◆ Work to be completed: Tally the lines of these entries that include "Just"; respond with only that tally.

Content starts

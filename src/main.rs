#[global_allocator]
static GLOBAL: mimalloc::MiMalloc = mimalloc::MiMalloc;

use anyhow::{Context, Result};
use clap::{Args, Parser, Subcommand};
use modebench::config::{
    HarnessConfig, DEFAULT_CNF_OUTPUT, DEFAULT_COMPILER, DEFAULT_OUTPUT, DEFAULT_REFERENCE_OUTPUT,
};
use modebench::harness::problog::{self, ReferenceRunner};
use modebench::harness::{
    benchmarks_in, mode, ExperimentRunner, Field, Mode, ProcessInvoker, ResultDocument,
    ResultTable, RunSummary,
};
use modebench::report::{chart, latex};
use modebench::signal::SignalHandler;
use modebench::HarnessError;
use std::fs;
use std::path::{Path, PathBuf};
use std::process;
use tracing::{error, info};

#[derive(Parser)]
#[command(name = "modebench")]
#[command(about = "Benchmark a compiler across optimization modes")]
#[command(version)]
struct Cli {
    /// rc file to read instead of ./.modebenchrc or ~/.modebenchrc
    #[arg(long, global = true)]
    config: Option<PathBuf>,

    /// Enable debug logging
    #[arg(short, long, global = true)]
    verbose: bool,

    #[command(subcommand)]
    command: Commands,
}

#[derive(Subcommand)]
enum Commands {
    /// Measure the selected fields under the selected modes
    Run(RunArgs),
    /// Count CNF decisions under the det and fh modes
    Cnf(CnfArgs),
    /// Time the reference inference tool on each benchmark
    Problog(ProblogArgs),
    /// Print LaTeX tables from a result document
    Table(ReportArgs),
    /// Write SVG charts from a result document
    Plot(PlotArgs),
}

#[derive(Args)]
struct InputArgs {
    /// Directory containing the benchmarks
    #[arg(short, long)]
    input: PathBuf,

    /// Result document to update
    #[arg(short, long)]
    output: Option<PathBuf>,

    /// Per-invocation timeout in seconds
    #[arg(long)]
    timeout: Option<u64>,
}

#[derive(Args)]
struct RunArgs {
    #[command(flatten)]
    input: InputArgs,

    /// Compiler binary under test
    #[arg(short = 'd', long)]
    compiler: Option<PathBuf>,

    /// Measure wall-clock time
    #[arg(short = 't', long)]
    time: bool,

    /// Measure compiled BDD size
    #[arg(short = 's', long)]
    size: bool,

    /// Measure recursive calls
    #[arg(short = 'c', long)]
    calls: bool,

    /// Measure flips
    #[arg(short = 'f', long)]
    flips: bool,

    /// Measure parameter count
    #[arg(short = 'p', long)]
    params: bool,

    /// Measure distinct parameter count
    #[arg(long)]
    distinct: bool,

    /// Mode identifiers to run
    #[arg(long, num_args = 1..)]
    modes: Vec<String>,
}

impl RunArgs {
    fn fields(&self) -> Vec<Field> {
        [
            (self.time, Field::Time),
            (self.size, Field::Size),
            (self.calls, Field::Calls),
            (self.flips, Field::Flips),
            (self.params, Field::Params),
            (self.distinct, Field::Distinct),
        ]
        .into_iter()
        .filter_map(|(on, field)| on.then_some(field))
        .collect()
    }
}

#[derive(Args)]
struct CnfArgs {
    #[command(flatten)]
    input: InputArgs,

    /// Compiler binary under test
    #[arg(short = 'd', long)]
    compiler: Option<PathBuf>,
}

#[derive(Args)]
struct ProblogArgs {
    #[command(flatten)]
    input: InputArgs,

    /// Reference tool binary
    #[arg(long, default_value = "problog")]
    tool: PathBuf,
}

#[derive(Args)]
struct ReportArgs {
    /// Result document to read
    #[arg(short, long)]
    output: Option<PathBuf>,

    /// Modes to show as columns (default: all)
    #[arg(long, num_args = 1..)]
    columns: Vec<String>,
}

#[derive(Args)]
struct PlotArgs {
    #[command(flatten)]
    report: ReportArgs,

    /// Directory for the SVG files
    #[arg(long, default_value = ".")]
    out_dir: PathBuf,
}

fn main() {
    let cli = Cli::parse();
    setup_logging(cli.verbose);

    match dispatch(cli) {
        Ok(code) => process::exit(code),
        Err(e) => {
            error!("{:#}", e);
            let code = e
                .downcast_ref::<HarnessError>()
                .map_or(1, HarnessError::exit_code);
            process::exit(code);
        }
    }
}

fn setup_logging(verbose: bool) {
    let level = if verbose { "debug" } else { "info" };
    let filter = tracing_subscriber::EnvFilter::try_from_default_env()
        .unwrap_or_else(|_| tracing_subscriber::EnvFilter::new(level));

    tracing_subscriber::fmt()
        .with_env_filter(filter)
        .with_target(false)
        .with_writer(std::io::stderr)
        .compact()
        .init();
}

fn dispatch(cli: Cli) -> Result<i32> {
    let config = HarnessConfig::load(cli.config.as_deref()).context("loading configuration")?;

    match cli.command {
        Commands::Run(args) => run_modes(args, &config),
        Commands::Cnf(args) => run_cnf(args, &config),
        Commands::Problog(args) => run_reference(args, &config),
        Commands::Table(args) => print_tables(args, &config),
        Commands::Plot(args) => write_charts(args, &config),
    }
}

fn run_modes(args: RunArgs, config: &HarnessConfig) -> Result<i32> {
    let fields = args.fields();
    if fields.is_empty() {
        return Err(HarnessError::MissingArgument("field selection (-t -s -c -f -p --distinct)").into());
    }
    let modes = if args.modes.is_empty() {
        config.modes.clone()
    } else {
        args.modes.clone()
    };
    if modes.is_empty() {
        return Err(HarnessError::MissingArgument("--modes").into());
    }

    let benchmarks = benchmarks_in(&args.input.input, "dice")?;
    let output = output_path(args.input.output.as_deref(), config, DEFAULT_OUTPUT);
    let compiler = compiler_path(args.compiler, config);
    let signals = install_signals()?;

    info!(benchmarks = benchmarks.len(), compiler = %compiler.display(), "starting run");
    let mut runner = ExperimentRunner::new(
        ProcessInvoker::with_signals(signals.clone()),
        compiler,
        config.timeout(args.input.timeout),
        signals.clone(),
    );
    let summary = runner
        .run_to_store(&output, &benchmarks, &fields, &modes)
        .with_context(|| format!("updating {}", output.display()))?;

    Ok(finish(&summary, &signals))
}

fn run_cnf(args: CnfArgs, config: &HarnessConfig) -> Result<i32> {
    let benchmarks = benchmarks_in(&args.input.input, "dice")?;
    let output = args
        .input
        .output
        .unwrap_or_else(|| PathBuf::from(DEFAULT_CNF_OUTPUT));
    let compiler = compiler_path(args.compiler, config);

    let mut table = ResultTable::load(&output).with_context(|| format!("loading {}", output.display()))?;
    let signals = install_signals()?;
    let mut runner = ExperimentRunner::new(
        ProcessInvoker::with_signals(signals.clone()),
        compiler,
        config.timeout(args.input.timeout),
        signals.clone(),
    );
    let summary = runner.run_cnf(&benchmarks, &mut table);
    table.save(&output).with_context(|| format!("saving {}", output.display()))?;
    info!(path = %output.display(), "results saved");

    Ok(finish(&summary, &signals))
}

fn run_reference(args: ProblogArgs, config: &HarnessConfig) -> Result<i32> {
    let benchmarks = benchmarks_in(&args.input.input, "pl")?;
    let output = args
        .input
        .output
        .unwrap_or_else(|| PathBuf::from(DEFAULT_REFERENCE_OUTPUT));

    let signals = install_signals()?;
    let mut runner = ReferenceRunner::new(
        ProcessInvoker::with_signals(signals.clone()),
        args.tool,
        config.timeout(args.input.timeout),
        signals.clone(),
    );
    let times = runner.run(&benchmarks);
    problog::save_times(&output, &times).with_context(|| format!("saving {}", output.display()))?;
    info!(path = %output.display(), "results saved");

    Ok(if signals.should_shutdown() { signals.exit_code() } else { 0 })
}

fn print_tables(args: ReportArgs, config: &HarnessConfig) -> Result<i32> {
    let modes = columns(&args.columns)?;
    let document = load_document(args.output.as_deref(), config)?;
    for table in latex::render_tables(&document.results, &modes)? {
        println!("{}\n", table);
    }
    Ok(0)
}

fn write_charts(args: PlotArgs, config: &HarnessConfig) -> Result<i32> {
    let modes = columns(&args.report.columns)?;
    let document = load_document(args.report.output.as_deref(), config)?;
    if document.results.is_empty() {
        return Err(HarnessError::NoResults.into());
    }

    fs::create_dir_all(&args.out_dir)
        .with_context(|| format!("creating {}", args.out_dir.display()))?;
    let charts = [
        ("time_cactus.svg", chart::render_time_cactus(&document, &modes)),
        ("size_cactus.svg", chart::render_size_bars(&document, &modes)),
    ];
    for (name, svg) in charts {
        let path = args.out_dir.join(name);
        fs::write(&path, svg).with_context(|| format!("writing {}", path.display()))?;
        info!(path = %path.display(), "chart written");
    }
    Ok(0)
}

fn install_signals() -> Result<SignalHandler> {
    let signals = SignalHandler::new();
    signals.setup().context("installing signal handlers")?;
    Ok(signals)
}

fn finish(summary: &RunSummary, signals: &SignalHandler) -> i32 {
    info!(
        invocations = summary.invocations,
        skipped = summary.skipped,
        timeouts = summary.timeouts,
        failures = summary.failures,
        errors = summary.errors,
        "done"
    );
    if summary.interrupted {
        signals.exit_code()
    } else {
        0
    }
}

fn columns(ids: &[String]) -> Result<Vec<Mode>> {
    if ids.is_empty() {
        return Ok(Mode::ALL.to_vec());
    }
    Ok(ids.iter().map(|id| mode::lookup(id)).collect::<modebench::Result<_>>()?)
}

fn load_document(cli: Option<&Path>, config: &HarnessConfig) -> Result<ResultDocument> {
    let path = output_path(cli, config, DEFAULT_OUTPUT);
    ResultDocument::load(&path).with_context(|| format!("loading {}", path.display()))
}

fn output_path(cli: Option<&Path>, config: &HarnessConfig, default: &str) -> PathBuf {
    cli.map(Path::to_path_buf)
        .or_else(|| config.output.clone())
        .unwrap_or_else(|| PathBuf::from(default))
}

fn compiler_path(cli: Option<PathBuf>, config: &HarnessConfig) -> PathBuf {
    cli.or_else(|| config.compiler.clone())
        .unwrap_or_else(|| PathBuf::from(DEFAULT_COMPILER))
}
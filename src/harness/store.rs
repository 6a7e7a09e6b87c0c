//! Persistent result store
//!
//! Results are kept as `benchmark -> field -> mode -> value` and written as a
//! single JSON document:
//!
//! ```json
//! {
//!   "timeouts": { "no-opts": 600, "det": null },
//!   "results": {
//!     "coin.dice": { "time": { "no-opts": 0.1234 }, "size": { "no-opts": -1 } }
//!   }
//! }
//! ```
//!
//! In the document `null` means never measured and `-1` marks a failed
//! attempt. In memory both are explicit variants of [`MetricValue`], so a
//! failure can never be compared as if it were a measurement.

use super::field::Field;
use super::mode::Mode;
use crate::error::{HarnessError, Result};
use serde::de::{self, Deserializer};
use serde::ser::Serializer;
use serde::{Deserialize, Serialize};
use std::collections::BTreeMap;
use std::fs;
use std::path::Path;

/// Encoded value of a failed attempt
const FAILED_SENTINEL: i64 = -1;

/// A successful measurement
#[derive(Debug, Clone, Copy, PartialEq)]
pub enum Measurement {
    /// Wall-clock seconds
    Seconds(f64),
    /// Any counted quantity
    Count(u64),
}

impl Measurement {
    pub fn as_f64(self) -> f64 {
        match self {
            Measurement::Seconds(s) => s,
            Measurement::Count(c) => c as f64,
        }
    }
}

/// Stored state of one (benchmark, field, mode) entry
#[derive(Debug, Clone, Copy, PartialEq, Default)]
pub enum MetricValue {
    /// Never attempted, or last attempt timed out
    #[default]
    Unset,
    Measured(Measurement),
    /// Last attempt completed without parseable output
    Failed,
}

impl MetricValue {
    pub fn seconds(s: f64) -> Self {
        MetricValue::Measured(Measurement::Seconds(s))
    }

    pub fn count(c: u64) -> Self {
        MetricValue::Measured(Measurement::Count(c))
    }

    /// True only for a real measurement; drives the skip policy
    pub fn is_valid(&self) -> bool {
        matches!(self, MetricValue::Measured(_))
    }

    pub fn measurement(&self) -> Option<Measurement> {
        match self {
            MetricValue::Measured(m) => Some(*m),
            _ => None,
        }
    }
}

impl Serialize for MetricValue {
    fn serialize<S: Serializer>(&self, serializer: S) -> std::result::Result<S::Ok, S::Error> {
        match self {
            MetricValue::Unset => serializer.serialize_none(),
            MetricValue::Failed => serializer.serialize_i64(FAILED_SENTINEL),
            MetricValue::Measured(Measurement::Count(c)) => serializer.serialize_u64(*c),
            MetricValue::Measured(Measurement::Seconds(s)) => serializer.serialize_f64(*s),
        }
    }
}

impl<'de> Deserialize<'de> for MetricValue {
    fn deserialize<D: Deserializer<'de>>(deserializer: D) -> std::result::Result<Self, D::Error> {
        let raw = Option::<serde_json::Number>::deserialize(deserializer)?;
        let Some(number) = raw else {
            return Ok(MetricValue::Unset);
        };

        if let Some(c) = number.as_u64() {
            return Ok(MetricValue::count(c));
        }
        if number.as_i64() == Some(FAILED_SENTINEL) {
            return Ok(MetricValue::Failed);
        }
        match number.as_f64() {
            Some(s) if s == FAILED_SENTINEL as f64 => Ok(MetricValue::Failed),
            Some(s) if s >= 0.0 && s.is_finite() => Ok(MetricValue::seconds(s)),
            _ => Err(de::Error::custom(format!(
                "invalid metric value {number}: expected a non-negative number, -1 or null"
            ))),
        }
    }
}

/// Values of one field, per mode
pub type ModeValues = BTreeMap<Mode, MetricValue>;

/// All fields recorded for one benchmark
pub type FieldValues = BTreeMap<Field, ModeValues>;

/// `benchmark file name -> field -> mode -> value`
#[derive(Debug, Clone, Default, PartialEq, Serialize, Deserialize)]
#[serde(transparent)]
pub struct ResultTable {
    entries: BTreeMap<String, FieldValues>,
}

impl ResultTable {
    pub fn new() -> Self {
        Self::default()
    }

    pub fn is_empty(&self) -> bool {
        self.entries.is_empty()
    }

    /// Benchmark names in sorted order
    pub fn benchmarks(&self) -> impl Iterator<Item = &str> {
        self.entries.keys().map(String::as_str)
    }

    pub fn fields_of(&self, benchmark: &str) -> Option<&FieldValues> {
        self.entries.get(benchmark)
    }

    /// Stored value; anything absent reads as `Unset`
    pub fn get(&self, benchmark: &str, field: Field, mode: Mode) -> MetricValue {
        self.entries
            .get(benchmark)
            .and_then(|fields| fields.get(&field))
            .and_then(|modes| modes.get(&mode))
            .copied()
            .unwrap_or_default()
    }

    pub fn has_field(&self, benchmark: &str, field: Field) -> bool {
        self.entries
            .get(benchmark)
            .is_some_and(|fields| fields.contains_key(&field))
    }

    pub fn set(&mut self, benchmark: &str, field: Field, mode: Mode, value: MetricValue) {
        self.entries
            .entry(benchmark.to_string())
            .or_default()
            .entry(field)
            .or_default()
            .insert(mode, value);
    }

    /// Create `Unset` slots for every requested pair that has none yet
    ///
    /// Existing values, and fields or modes outside the request, are left
    /// untouched.
    pub fn prepare(&mut self, benchmark: &str, fields: &[Field], modes: &[Mode]) {
        let record = self.entries.entry(benchmark.to_string()).or_default();
        for field in fields {
            let slots = record.entry(*field).or_default();
            for mode in modes {
                slots.entry(*mode).or_default();
            }
        }
    }

    pub fn load(path: &Path) -> Result<Self> {
        read_document(path).map(Option::unwrap_or_default)
    }

    pub fn save(&self, path: &Path) -> Result<()> {
        write_document(path, self)
    }
}

/// The persisted document: last-used timeouts and the result table
#[derive(Debug, Clone, PartialEq, Serialize, Deserialize)]
pub struct ResultDocument {
    /// Timeout in seconds used for each mode's most recent run
    #[serde(default)]
    pub timeouts: BTreeMap<Mode, Option<u64>>,
    #[serde(default)]
    pub results: ResultTable,
}

impl Default for ResultDocument {
    fn default() -> Self {
        Self {
            timeouts: Mode::ALL.iter().map(|m| (*m, None)).collect(),
            results: ResultTable::new(),
        }
    }
}

impl ResultDocument {
    /// Load the document at `path`, or start a fresh one if it does not exist
    pub fn load(path: &Path) -> Result<Self> {
        read_document(path).map(Option::unwrap_or_default)
    }

    /// Overwrite `path` with the whole document
    pub fn save(&self, path: &Path) -> Result<()> {
        write_document(path, self)
    }

    pub fn record_timeout(&mut self, mode: Mode, timeout_secs: Option<u64>) {
        self.timeouts.insert(mode, timeout_secs);
    }

    pub fn timeout_for(&self, mode: Mode) -> Option<u64> {
        self.timeouts.get(&mode).copied().flatten()
    }
}

fn read_document<T: for<'de> Deserialize<'de>>(path: &Path) -> Result<Option<T>> {
    let content = match fs::read_to_string(path) {
        Ok(content) => content,
        Err(e) if e.kind() == std::io::ErrorKind::NotFound => return Ok(None),
        Err(e) => return Err(HarnessError::store(path, e)),
    };
    serde_json::from_str(&content)
        .map(Some)
        .map_err(|e| HarnessError::store(path, e))
}

/// Serialize next to the target and rename over it, so an interrupted write
/// never leaves a truncated document behind.
fn write_document<T: Serialize>(path: &Path, value: &T) -> Result<()> {
    let json = serde_json::to_string_pretty(value)?;
    let mut tmp = path.as_os_str().to_owned();
    tmp.push(".tmp");
    fs::write(&tmp, json + "\n").map_err(|e| HarnessError::store(path, e))?;
    fs::rename(&tmp, path).map_err(|e| HarnessError::store(path, e))
}

#[cfg(test)]
mod tests {
    use super::*;
    use proptest::prelude::*;
    use tempfile::TempDir;

    #[test]
    fn test_value_encoding() {
        assert_eq!(serde_json::to_string(&MetricValue::Unset).unwrap(), "null");
        assert_eq!(serde_json::to_string(&MetricValue::Failed).unwrap(), "-1");
        assert_eq!(serde_json::to_string(&MetricValue::count(42)).unwrap(), "42");
        assert_eq!(serde_json::to_string(&MetricValue::seconds(1.5)).unwrap(), "1.5");
    }

    #[test]
    fn test_value_decoding() {
        let v: MetricValue = serde_json::from_str("null").unwrap();
        assert_eq!(v, MetricValue::Unset);
        let v: MetricValue = serde_json::from_str("-1").unwrap();
        assert_eq!(v, MetricValue::Failed);
        let v: MetricValue = serde_json::from_str("-1.0").unwrap();
        assert_eq!(v, MetricValue::Failed);
        let v: MetricValue = serde_json::from_str("7").unwrap();
        assert_eq!(v, MetricValue::count(7));
        let v: MetricValue = serde_json::from_str("0.25").unwrap();
        assert_eq!(v, MetricValue::seconds(0.25));
    }

    #[test]
    fn test_rejects_other_negatives() {
        assert!(serde_json::from_str::<MetricValue>("-3").is_err());
        assert!(serde_json::from_str::<MetricValue>("\"fast\"").is_err());
    }

    #[test]
    fn test_failed_is_not_valid() {
        assert!(!MetricValue::Failed.is_valid());
        assert!(!MetricValue::Unset.is_valid());
        assert!(MetricValue::count(0).is_valid());
        assert_eq!(MetricValue::Failed.measurement(), None);
    }

    #[test]
    fn test_prepare_keeps_existing_values() {
        let mut table = ResultTable::new();
        table.set("a.dice", Field::Time, Mode::Det, MetricValue::seconds(2.0));
        table.set("a.dice", Field::Size, Mode::Ea, MetricValue::count(9));
        table.prepare("a.dice", &[Field::Time], &[Mode::Det, Mode::Fh]);

        assert_eq!(table.get("a.dice", Field::Time, Mode::Det), MetricValue::seconds(2.0));
        assert_eq!(table.get("a.dice", Field::Time, Mode::Fh), MetricValue::Unset);
        assert!(table.fields_of("a.dice").unwrap()[&Field::Time].contains_key(&Mode::Fh));
        assert_eq!(table.get("a.dice", Field::Size, Mode::Ea), MetricValue::count(9));
        assert!(!table.fields_of("a.dice").unwrap()[&Field::Size].contains_key(&Mode::Det));
    }

    #[test]
    fn test_missing_entries_read_as_unset() {
        let table = ResultTable::new();
        assert_eq!(table.get("nope.dice", Field::Calls, Mode::Fh), MetricValue::Unset);
        assert!(!table.has_field("nope.dice", Field::Calls));
    }

    #[test]
    fn test_fresh_document_lists_all_modes() {
        let doc = ResultDocument::default();
        assert_eq!(doc.timeouts.len(), Mode::ALL.len());
        assert!(doc.timeouts.values().all(Option::is_none));
        assert!(doc.results.is_empty());
    }

    #[test]
    fn test_load_missing_file_is_fresh() {
        let dir = TempDir::new().unwrap();
        let doc = ResultDocument::load(&dir.path().join("results.json")).unwrap();
        assert_eq!(doc, ResultDocument::default());
    }

    #[test]
    fn test_load_corrupt_file_fails() {
        let dir = TempDir::new().unwrap();
        let path = dir.path().join("results.json");
        fs::write(&path, "{ not json").unwrap();
        let err = ResultDocument::load(&path).unwrap_err();
        assert_eq!(err.error_code(), "STORE_ERROR");
    }

    #[test]
    fn test_save_and_load_round_trip() {
        let dir = TempDir::new().unwrap();
        let path = dir.path().join("results.json");

        let mut doc = ResultDocument::default();
        doc.record_timeout(Mode::Det, Some(600));
        doc.results.prepare("b.dice", &[Field::Size, Field::Calls], &[Mode::Det]);
        doc.results.set("b.dice", Field::Size, Mode::Det, MetricValue::count(42));
        doc.results.set("c.dice", Field::Time, Mode::NoOpts, MetricValue::seconds(3.0));
        doc.results.set("c.dice", Field::Flips, Mode::NoOpts, MetricValue::Failed);
        doc.save(&path).unwrap();

        let loaded = ResultDocument::load(&path).unwrap();
        assert_eq!(loaded, doc);
        assert_eq!(loaded.timeout_for(Mode::Det), Some(600));
        assert_eq!(loaded.timeout_for(Mode::Fh), None);
        assert!(!dir.path().join("results.json.tmp").exists());
    }

    #[test]
    fn test_reads_document_with_missing_sections() {
        let dir = TempDir::new().unwrap();
        let path = dir.path().join("results.json");
        fs::write(&path, r#"{"results": {"x.dice": {"size": {"det": 5}}}}"#).unwrap();
        let doc = ResultDocument::load(&path).unwrap();
        assert!(doc.timeouts.is_empty());
        assert_eq!(doc.results.get("x.dice", Field::Size, Mode::Det), MetricValue::count(5));
    }

    #[test]
    fn test_reads_document_keyed_by_descriptive_mode_names() {
        let dir = TempDir::new().unwrap();
        let path = dir.path().join("results.json");
        fs::write(
            &path,
            r#"{
  "timeouts": {"det + be": 600, "no opts": null, "eg + sbk + fh + det + be": 300},
  "results": {
    "a.dice": {
      "time": {"det + be": 1.5, "no opts": null},
      "size": {"eg + sbk + fh + det + be": 42, "eg + sbk + fh + ct + det + be": -1, "ea": 7}
    }
  }
}"#,
        )
        .unwrap();

        let doc = ResultDocument::load(&path).unwrap();
        assert_eq!(doc.timeout_for(Mode::Det), Some(600));
        assert_eq!(doc.timeout_for(Mode::NoOpts), None);
        assert_eq!(doc.timeout_for(Mode::EaSbkFh), Some(300));
        assert_eq!(doc.results.get("a.dice", Field::Time, Mode::Det), MetricValue::seconds(1.5));
        assert_eq!(doc.results.get("a.dice", Field::Time, Mode::NoOpts), MetricValue::Unset);
        assert_eq!(doc.results.get("a.dice", Field::Size, Mode::EaSbkFh), MetricValue::count(42));
        assert_eq!(doc.results.get("a.dice", Field::Size, Mode::EaSbkFhct), MetricValue::Failed);
        assert_eq!(doc.results.get("a.dice", Field::Size, Mode::Ea), MetricValue::count(7));

        // Saving rewrites the keys as mode ids.
        doc.save(&path).unwrap();
        let saved = fs::read_to_string(&path).unwrap();
        assert!(saved.contains("\"ea-sbk-fh\": 42"));
        assert!(!saved.contains("det + be"));
    }

    fn value_strategy() -> impl Strategy<Value = MetricValue> {
        prop_oneof![
            Just(MetricValue::Unset),
            Just(MetricValue::Failed),
            any::<u32>().prop_map(|c| MetricValue::count(u64::from(c))),
            (0u32..1_000_000).prop_map(|n| MetricValue::seconds(f64::from(n) / 10_000.0 + 0.5)),
        ]
    }

    proptest! {
        #[test]
        fn prop_table_round_trips(
            cells in proptest::collection::vec(
                ("[a-z]{1,6}\\.dice", 0usize..6, 0usize..14, value_strategy()),
                0..24,
            )
        ) {
            let mut table = ResultTable::new();
            for (name, f, m, value) in cells {
                table.set(&name, Field::ALL[f], Mode::ALL[m], value);
            }
            let json = serde_json::to_string(&table).unwrap();
            let back: ResultTable = serde_json::from_str(&json).unwrap();
            prop_assert_eq!(back, table);
        }
    }
}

Content ends

◆ Answer for the task: 2